By Joshua Gallu and Silla Brush
‘High-frequency
trading firms are drawing scrutiny from U.S. regulators seeking evidence that
they may be distorting market prices by conducting transactions with
themselves, said two people with knowledge of the matter.
So-called
wash trades, in which a party buys a contract from itself, could be executed
inadvertently by firms with multiple algorithms active in the same stock or
derivative, said the people, who requested anonymity because the review isn’t
public. Such trades, which can alter the price of shares if they are executed
above or below market rates, would be illegal if deemed intentional efforts to
manipulate stocks.
The
Securities and Exchange Commission and Commodity Futures Trading Commission
have sharpened their focus on high- frequency and algorithmic trading since May
6, 2010, when about $862 billion was erased from stock values in 20 minutes
before share prices recovered from the plunge. Regulators have expressed
concern that some firms and electronic exchanges don’t have sufficient controls
to prevent a range of events -- from improper trades to programming glitches --
that could roil markets even when there is no wrongdoing.
High-frequency
trading, in which computer algorithms are used to buy and sell stocks in
fractions of a second, accounts for more than half of equity trading volume. Getco LLC and Citadel LLC, both based in Chicago, and New
York-based Virtu Financial LLC are among the biggest
automated-trading firms.
Exchange
operators including Nasdaq OMX Group Inc.

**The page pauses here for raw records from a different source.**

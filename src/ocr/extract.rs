//! Reads every region of one card image into raw text.

use anyhow::{Context, Result};
use image::{GrayImage, RgbaImage};
use regex::Regex;
use std::fs;
use std::path::Path;
use std::sync::LazyLock;
use tracing::{debug, info, warn};

use super::{TextRecognizer, preprocess, recognize_region};
use crate::card::{CardMetadata, CardType};
use crate::identifier::Identifier;
use crate::language::Language;
use crate::layout::{ImageArea, LabelParsingMethod, ParseSettings, area};
use crate::locator::{self, FixedRegion, LocateFlags, RegionSet};
use crate::reconstruct::split_white_ability_text;
use crate::symbols::SEPARATOR_STRING;

/// The type bar separator dot is rarely read as-is.
static TYPE_SEPARATOR: LazyLock<Regex> = LazyLock::new(|| Regex::new(r" (\S )?").expect("type separator regex is valid"));

/// Raw recognized text of one card, before any correction.
#[derive(Debug, Clone, Default, PartialEq)]
pub struct OcrResult {
    pub card_type: CardType,
    /// Subtypes part of the type bar, with the main type removed.
    pub type_bar: String,
    pub cost: String,
    pub name: String,
    pub version: Option<String>,
    pub strength: Option<String>,
    pub willpower: Option<String>,
    pub move_cost: Option<String>,
    pub artists: String,
    pub identifier: String,
    /// Labels and their texts, top to bottom. Both lists have the same length.
    pub ability_labels: Vec<String>,
    pub ability_texts: Vec<String>,
    pub remaining_text: Option<String>,
    pub flavor_text: Option<String>,
}

/// Loads `<image_dir>/<image>` and reads it. An unreadable image is fatal for the card.
pub fn read_card(
    recognizer: &mut dyn TextRecognizer,
    card: &CardMetadata,
    image_dir: &Path,
    language: Language,
    debug_dir: Option<&Path>,
) -> Result<OcrResult> {
    let path = image_dir.join(card.image_file_name());
    let image = image::open(&path)
        .with_context(|| format!("Failed to open image {} for card {}", path.display(), card.id))?
        .to_rgba8();
    read_card_image(recognizer, card, image, language, debug_dir)
}

/// Reads an already loaded card image.
pub fn read_card_image(
    recognizer: &mut dyn TextRecognizer,
    card: &CardMetadata,
    image: RgbaImage,
    language: Language,
    debug_dir: Option<&Path>,
) -> Result<OcrResult> {
    let mut image = preprocess::normalize_size(image);
    let dump = DebugDump::new(debug_dir, card.id);

    // The cost sits in the top left whether or not the card gets rotated
    let cost_region = locator::crop_fixed(&preprocess::to_gray(&image), area::INK_COST);
    dump.save(&cost_region.image, cost_region.area.key);
    let cost = recognize_region(recognizer, &cost_region)?;

    let overrides = card.parse_settings.as_ref();
    let is_location = match (overrides.and_then(|o| o.is_location), card.card_type) {
        (Some(forced), _) => forced,
        (None, Some(card_type)) => card_type == CardType::Location,
        // Locations have a thick black border along what is the right edge before rotating
        (None, None) => preprocess::is_image_black(&preprocess::crop(&image, area::IS_LOCATION_CHECK.rect())),
    };
    if is_location {
        debug!("Card {} is a location, rotating", card.id);
        image = preprocess::rotate_clockwise(&image);
    }
    let gray = preprocess::to_gray(&image);

    let is_enchanted = card
        .enchanted
        .unwrap_or_else(|| !preprocess::is_image_black(&preprocess::crop(&image, area::IS_BORDERLESS_CHECK.rect())));

    let known_identifier = card.identifier.as_deref().and_then(Identifier::parse);
    let mut identifier_text = None;
    if known_identifier.is_none() {
        let area = if is_location { area::LOCATION_IDENTIFIER } else { area::CARD_IDENTIFIER };
        identifier_text = Some(read_fixed(recognizer, &gray, area, &dump)?);
    }
    let identifier = known_identifier.or_else(|| identifier_text.as_deref().and_then(Identifier::parse));
    let settings = ParseSettings::resolve(identifier.as_ref(), is_enchanted, overrides);
    debug!(
        "Card {}: location={}, enchanted={}, label method {:?}",
        card.id, is_location, is_enchanted, settings.label_method
    );

    let types_area = settings.layout_for(false, is_location).types;
    let type_region = FixedRegion {
        area: types_area,
        image: preprocess::threshold(&preprocess::crop(&gray, types_area.rect()), types_area.polarity),
    };
    dump.save(&type_region.image, types_area.key);
    let raw_types = recognize_region(recognizer, &type_region)?;
    let (card_type, type_bar) = split_type_bar(&raw_types, card, is_location, &settings, language);
    debug!("Card {} type {:?}, subtypes {:?}", card.id, card_type, type_bar);

    let layout = *settings.layout_for(card_type == CardType::Character, is_location);
    let flags = LocateFlags {
        has_rules_text: card.has_rules_text,
        has_flavor_text: card.has_flavor_text,
    };
    let regions = locator::locate(&gray, &layout, &settings, flags);
    for region in &regions.fixed {
        dump.save(&region.image, region.area.key);
    }

    let name = read_optional(recognizer, &regions, Some(layout.name))?.unwrap_or_default();
    let version = read_optional(recognizer, &regions, layout.version)?;
    let strength = read_optional(recognizer, &regions, layout.strength)?;
    let willpower = read_optional(recognizer, &regions, layout.willpower)?;
    let move_cost = read_optional(recognizer, &regions, layout.move_cost)?;
    let artists = read_optional(recognizer, &regions, Some(layout.artist))?.unwrap_or_default();
    if identifier_text.is_none() && settings.identifier_from_card {
        identifier_text = read_optional(recognizer, &regions, Some(layout.identifier))?;
    }
    let identifier = match (&card.identifier, identifier_text) {
        (_, Some(text)) => text,
        (Some(known), None) => known.clone(),
        (None, None) => String::new(),
    };

    let mut result = OcrResult {
        card_type,
        type_bar,
        cost,
        name,
        version,
        strength,
        willpower,
        move_cost,
        artists,
        identifier,
        ..OcrResult::default()
    };
    read_textbox(recognizer, &regions, &settings, &dump, &mut result)?;
    info!(
        "Read card {}: {} labels, remaining text: {}, flavor text: {}",
        card.id,
        result.ability_labels.len(),
        result.remaining_text.is_some(),
        result.flavor_text.is_some()
    );
    Ok(result)
}

fn read_optional(recognizer: &mut dyn TextRecognizer, regions: &RegionSet, area: Option<ImageArea>) -> Result<Option<String>> {
    match area.and_then(|area| regions.fixed(area.key)) {
        Some(region) => Ok(Some(recognize_region(recognizer, region)?)),
        None => Ok(None),
    }
}

fn read_fixed(recognizer: &mut dyn TextRecognizer, gray: &GrayImage, area: ImageArea, dump: &DebugDump) -> Result<String> {
    let region = locator::crop_fixed(gray, area);
    dump.save(&region.image, area.key);
    recognize_region(recognizer, &region)
}

/// Decides the card type and strips the main type from the type bar text.
fn split_type_bar(
    raw: &str,
    card: &CardMetadata,
    is_location: bool,
    settings: &ParseSettings,
    language: Language,
) -> (CardType, String) {
    let mut text = raw.trim_matches(|c| "\"'‘-1|{} \n".contains(c));
    if let Some((_, last)) = text.rsplit_once('\n') {
        debug!("Removing part before newline from type bar {:?}", text);
        text = last;
    }
    let names = language.type_names();
    let text = if names.is_non_character(text) {
        String::new()
    } else {
        TYPE_SEPARATOR.replace_all(text, SEPARATOR_STRING).into_owned()
    };

    let recognized = CardType::from_type_bar(&text, language);
    let card_type = match card.card_type {
        Some(card_type) => card_type,
        None if is_location => CardType::Location,
        None if settings.is_item_override == Some(true) => CardType::Item,
        None => recognized.unwrap_or_else(|| {
            if raw.contains(names.action) {
                CardType::Action
            } else if raw.contains(names.item) {
                CardType::Item
            } else {
                CardType::Character
            }
        }),
    };

    let subtypes = match recognized {
        Some(main) => text
            .strip_prefix(main.name(language))
            .map(|rest| rest.trim_start_matches(SEPARATOR_STRING).trim().to_string())
            .unwrap_or_default(),
        None => text,
    };
    (card_type, subtypes)
}

fn read_textbox(
    recognizer: &mut dyn TextRecognizer,
    regions: &RegionSet,
    settings: &ParseSettings,
    dump: &DebugDump,
    result: &mut OcrResult,
) -> Result<()> {
    let textbox = &regions.textbox;
    for (index, (label, body)) in textbox.labels.iter().zip(&textbox.bodies).enumerate() {
        dump.save(label, &format!("label_{index}"));
        dump.save(body, &format!("body_{index}"));
        let label_text = recognizer.recognize(label, false)?;
        let body_text = recognizer.recognize(body, false)?;
        debug!("Label {}: {:?}, text: {:?}", index, label_text.trim(), body_text.trim());
        result.ability_labels.push(label_text.trim().to_string());
        result.ability_texts.push(body_text.trim().to_string());
    }

    if let Some(remainder) = &textbox.remainder {
        dump.save(remainder, "remainder");
        let mut text = recognizer.recognize(remainder, false)?.trim().to_string();
        if settings.label_method == LabelParsingMethod::WhiteAbilityText
            && let Some(split) = split_white_ability_text(&text)
        {
            debug!("Split {} labels out of white ability text", split.labels.len());
            result.ability_labels.extend(split.labels);
            result.ability_texts.extend(split.effects);
            text = split.remaining;
        }
        if !text.is_empty() {
            result.remaining_text = Some(text);
        }
    }

    if let Some(flavor) = &textbox.flavor {
        dump.save(flavor, "flavor");
        let text = recognizer.recognize(flavor, false)?.trim().to_string();
        if !text.is_empty() {
            result.flavor_text = Some(text);
        }
    }
    Ok(())
}

/// Writes region bitmaps to `<debug dir>/<card id>/` when enabled.
struct DebugDump {
    dir: Option<std::path::PathBuf>,
}

impl DebugDump {
    fn new(debug_dir: Option<&Path>, card_id: u32) -> Self {
        let dir = debug_dir.map(|dir| dir.join(card_id.to_string()));
        if let Some(dir) = &dir
            && let Err(e) = fs::create_dir_all(dir)
        {
            warn!("Failed to create debug directory {}: {}", dir.display(), e);
            return Self { dir: None };
        }
        Self { dir }
    }

    fn save(&self, image: &GrayImage, name: &str) {
        let Some(dir) = &self.dir else {
            return;
        };
        let path = dir.join(format!("{name}.png"));
        if let Err(e) = image.save(&path) {
            warn!("Failed to save region image {}: {}", path.display(), e);
        }
    }
}

#[cfg(test)]
mod tests {
    use super::*;
    use crate::layout::ParseOverrides;
    use crate::ocr::testing::FakeRecognizer;
    use image::{ImageBuffer, Rgba};
    use tempfile::tempdir;

    fn white_card() -> RgbaImage {
        ImageBuffer::from_pixel(area::IMAGE_WIDTH, area::IMAGE_HEIGHT, Rgba([230, 230, 230, 255]))
    }

    fn character() -> CardMetadata {
        CardMetadata {
            id: 7,
            card_type: Some(CardType::Character),
            enchanted: Some(false),
            identifier: Some("7/204 • EN • 1".to_string()),
            has_flavor_text: Some(false),
            ..CardMetadata::default()
        }
    }

    #[test]
    fn test_split_type_bar() {
        let card = CardMetadata::default();
        let settings = ParseSettings::default();
        let english = Language::English;

        assert_eq!(
            split_type_bar("Storyborn - Hero\n", &card, false, &settings, english),
            (CardType::Character, "Storyborn • Hero".to_string())
        );
        assert_eq!(
            split_type_bar("Action • Song", &card, false, &settings, english),
            (CardType::Action, "Song".to_string())
        );
        assert_eq!(split_type_bar("'Item", &card, false, &settings, english), (CardType::Item, String::new()));
        assert_eq!(
            split_type_bar("noise\nLocation", &card, true, &settings, english),
            (CardType::Location, String::new())
        );
    }

    #[test]
    fn test_item_override() {
        let card = CardMetadata::default();
        let settings = ParseSettings::resolve(
            None,
            false,
            Some(&ParseOverrides {
                is_item: Some(true),
                ..ParseOverrides::default()
            }),
        );
        let (card_type, _) = split_type_bar("Floodborn • Ally", &card, false, &settings, Language::English);
        assert_eq!(card_type, CardType::Item);
    }

    #[test]
    fn test_read_character_regions_in_order() {
        // cost, type bar, name, version, strength, willpower, artist, remainder
        let mut recognizer = FakeRecognizer::new([
            "3\n",
            "Storyborn • Hero\n",
            "Mickey Mouse\n",
            "Brave Little Tailor\n",
            "2\n",
            "O\n",
            "Jane Doe\n",
            "Evasive\n",
        ]);

        let result = read_card_image(&mut recognizer, &character(), white_card(), Language::English, None).unwrap();

        assert_eq!(result.card_type, CardType::Character);
        assert_eq!(result.cost, "3");
        assert_eq!(result.type_bar, "Storyborn • Hero");
        assert_eq!(result.name, "Mickey Mouse");
        assert_eq!(result.version.as_deref(), Some("Brave Little Tailor"));
        assert_eq!(result.strength.as_deref(), Some("2"));
        assert_eq!(result.willpower.as_deref(), Some("0"));
        assert_eq!(result.move_cost, None);
        assert_eq!(result.artists, "Jane Doe");
        assert_eq!(result.identifier, "7/204 • EN • 1");
        assert!(result.ability_labels.is_empty());
        assert_eq!(result.remaining_text.as_deref(), Some("Evasive"));
        assert_eq!(result.flavor_text, None);
        // Only the cost and the two stats are numeric
        assert_eq!(recognizer.calls.iter().filter(|call| call.2).count(), 3);
    }

    #[test]
    fn test_unknown_identifier_is_read_from_card() {
        let card = CardMetadata {
            identifier: None,
            ..character()
        };
        let mut recognizer = FakeRecognizer::new(["3", "12/204 • EN • 2"]);

        let result = read_card_image(&mut recognizer, &card, white_card(), Language::English, None).unwrap();
        assert_eq!(result.identifier, "12/204 • EN • 2");
    }

    #[test]
    fn test_debug_regions_are_saved() {
        let dir = tempdir().unwrap();
        let mut recognizer = FakeRecognizer::default();

        read_card_image(&mut recognizer, &character(), white_card(), Language::English, Some(dir.path())).unwrap();

        let card_dir = dir.path().join("7");
        assert!(card_dir.join("inkCost.png").exists());
        assert!(card_dir.join("characterName.png").exists());
        assert!(card_dir.join("remainder.png").exists());
    }

    #[test]
    fn test_missing_image_is_an_error() {
        let dir = tempdir().unwrap();
        let mut recognizer = FakeRecognizer::default();
        let result = read_card(&mut recognizer, &character(), dir.path(), Language::English, None);
        assert!(result.is_err());
    }
}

(NDAQ) and NYSE Euronext (NYX) have started
services to help firms avoid accidental wash trades.
Bats
Global Markets Inc. updated a service on its two exchanges last month to help
users avoid “undesirable executions against themselves,” the Lenexa,
Kansas-based exchange operator told the SEC. Direct Edge Holdings LLC began a
similar service on two exchanges in 2010 to prevent “the potential for (or the
appearance of) ‘wash sales’ that may occur as a result of the velocity of
trading in today’s high-speed marketplace,” according to a filing with the SEC.
“Regulators
cannot assume that algorithms in the markets are always well-designed, tested
and supervised,” CFTC Chairman Gary Gensler said at a June 20 meeting of the agency’s
technical advisory committee. “To give hedgers and investors the confidence in
markets that they really need and deserve, I think regulators always need to
adapt.”
The
CFTC has been considering issuing a so-called concept release, a step prior to
a formal rulemaking, which could lead to new testing, supervision and oversight
requirements for high- frequency and automated trading. At a meeting of a CFTC
advisory committee on June 20, representatives from Getco,
NYSE Euronext and Deutsche Bank AG (DBK) suggested that regulators adopt a
broad definition of high-frequency trading to limit the potential for
regulatory arbitrage.
“We
wanted to keep it easy to interpret and difficult to game,” Deutsche Bank’s
Greg Wood said at the meeting. “We deliberately did not want to define types of
high-frequency trading strategies.”
Requiring
registration and audits of automated trading algorithms would be a waste of
regulators’ resources because of the cost and complexity of establishing unique
identifiers, a working group of the CFTC advisory committee said in a summary
of its findings presented at the meeting.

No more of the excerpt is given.